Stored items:

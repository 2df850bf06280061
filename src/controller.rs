// Booking flow controller: owns the session state, performs the remote calls,
// applies transitions and notifies the view after each one.

use crate::api::BookingApi;
use crate::flow::{transition, FlowError, FlowEvent, FlowState, Step};
use crate::models::{BookingDraft, GuestDetails};
use crate::render::BookingView;
use crate::validation::{validate_guest_details, validate_search, SearchForm};
use crate::verification::{
    strip_query, PaymentReturn, PaymentVerifier, PollConfig, PollDecision, VerificationReport,
};
use chrono::NaiveDate;
use reqwest::Url;
use tracing::{debug, info, warn};

pub fn local_today() -> NaiveDate {
    chrono::Local::now().date_naive()
}

pub struct BookingController<A, V> {
    api: A,
    view: V,
    state: FlowState,
    location: Url,
    poll_config: PollConfig,
    today: fn() -> NaiveDate,
    verification_started: bool,
}

impl<A: BookingApi, V: BookingView> BookingController<A, V> {
    pub fn new(api: A, view: V, location: Url) -> Self {
        Self {
            api,
            view,
            state: FlowState::default(),
            location,
            poll_config: PollConfig::default(),
            today: local_today,
            verification_started: false,
        }
    }

    pub fn with_poll_config(mut self, poll_config: PollConfig) -> Self {
        self.poll_config = poll_config;
        self
    }

    pub fn with_clock(mut self, today: fn() -> NaiveDate) -> Self {
        self.today = today;
        self
    }

    pub fn state(&self) -> &FlowState {
        &self.state
    }

    pub fn api(&self) -> &A {
        &self.api
    }

    pub fn view(&self) -> &V {
        &self.view
    }

    pub fn location(&self) -> &Url {
        &self.location
    }

    pub fn today(&self) -> NaiveDate {
        (self.today)()
    }

    // Form prefilled with today / tomorrow
    pub fn search_form(&self) -> SearchForm {
        SearchForm::with_defaults(self.today())
    }

    // Initial paint of the search screen
    pub fn start(&mut self) {
        self.view.render(&self.state);
    }

    fn apply(&mut self, event: FlowEvent) -> Result<(), FlowError> {
        let event_name = event.name();
        let next = transition(&self.state, event).map_err(|e| {
            warn!(step = ?self.state.step, event = event_name, error = %e, "transition rejected");
            e
        })?;

        if next.step != self.state.step {
            info!(from = ?self.state.step, to = ?next.step, event = event_name, "step change");
        } else {
            debug!(step = ?next.step, event = event_name, "state updated");
        }
        self.state = next;
        self.view.render(&self.state);
        Ok(())
    }

    fn expect_step(&self, step: Step, event: &'static str) -> Result<(), FlowError> {
        if self.state.step != step {
            return Err(FlowError::InvalidTransition {
                step: self.state.step,
                event,
            });
        }
        Ok(())
    }

    pub async fn search(&mut self, form: &SearchForm) -> Result<(), FlowError> {
        self.expect_step(Step::Search, "search")?;

        let criteria = match validate_search(form, self.today()) {
            Ok(criteria) => criteria,
            Err(error) => {
                debug!(error = %error, "search rejected");
                return self.apply(FlowEvent::SearchRejected(error));
            }
        };

        self.view.set_loading(true);
        let result = self
            .api
            .check_availability(criteria.check_in, criteria.check_out, criteria.guests)
            .await;
        self.view.set_loading(false);

        match result {
            Ok(rooms) => {
                info!(rooms = rooms.len(), nights = criteria.nights(), "availability loaded");
                self.apply(FlowEvent::RoomsLoaded { criteria, rooms })
            }
            Err(e) => self.apply(FlowEvent::SearchFailed(e.to_string())),
        }
    }

    pub fn select_room(&mut self, room_id: &str) -> Result<(), FlowError> {
        self.apply(FlowEvent::RoomChosen(room_id.to_string()))
    }

    pub async fn confirm_booking(&mut self, guest_details: GuestDetails) -> Result<(), FlowError> {
        self.expect_step(Step::GuestDetails, "confirm_booking")?;

        if let Err(error) = validate_guest_details(&guest_details) {
            return self.apply(FlowEvent::GuestDetailsRejected(error));
        }

        let (Some(criteria), Some(room)) = (&self.state.criteria, &self.state.selected_room)
        else {
            return Err(FlowError::InvalidTransition {
                step: self.state.step,
                event: "confirm_booking",
            });
        };
        let draft = BookingDraft {
            criteria: criteria.clone(),
            selected_room: room.clone(),
            guest_details,
        };

        self.view.set_loading(true);
        let result = self.api.initiate_booking(&draft).await;
        self.view.set_loading(false);

        match result {
            Ok(confirmation) => {
                info!(booking_id = %confirmation.booking_id, "booking initiated");
                self.apply(FlowEvent::BookingInitiated(confirmation))
            }
            Err(e) => self.apply(FlowEvent::BookingFailed(e.to_string())),
        }
    }

    /// Runs payment verification if the current location is a payment-provider
    /// return. Returns `Ok(None)` when there is nothing to verify or a session
    /// already ran for this controller.
    pub async fn init_payment_verification(
        &mut self,
    ) -> Result<Option<VerificationReport>, FlowError> {
        if self.verification_started {
            debug!("payment verification already ran");
            return Ok(None);
        }
        let Some(payment_return) = PaymentReturn::from_url(&self.location) else {
            return Ok(None);
        };

        info!(
            booking_id = %payment_return.booking_id,
            status = ?payment_return.status,
            tx_ref = ?payment_return.tx_ref,
            "returning from payment provider"
        );
        self.apply(FlowEvent::PaymentReturnDetected(
            payment_return.booking_id.clone(),
        ))?;
        self.verification_started = true;

        let mut verifier = PaymentVerifier::new(payment_return.booking_id, self.poll_config);
        let outcome = loop {
            let step = verifier.poll_once(&self.api).await;
            if let Some(status) = step.status {
                self.apply(FlowEvent::StatusObserved(status))?;
            }
            match step.decision {
                PollDecision::Continue => tokio::time::sleep(verifier.config().interval).await,
                PollDecision::Finish(outcome) => break outcome,
            }
        };

        self.apply(FlowEvent::VerificationFinished(outcome))?;
        self.location = strip_query(&self.location);
        self.view.replace_location(&self.location);

        Ok(Some(verifier.into_report(outcome)))
    }

    pub fn restart(&mut self) -> Result<(), FlowError> {
        self.apply(FlowEvent::Restart)
    }
}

▶ _About this task_
Only lines of the data holding the word "warn" go in the answer. Please copy each of them.

▶ _Final answer_
use tracing::{debug, info, warn};
            warn!(step = ?self.state.step, event = event_name, error = %e, "transition rejected");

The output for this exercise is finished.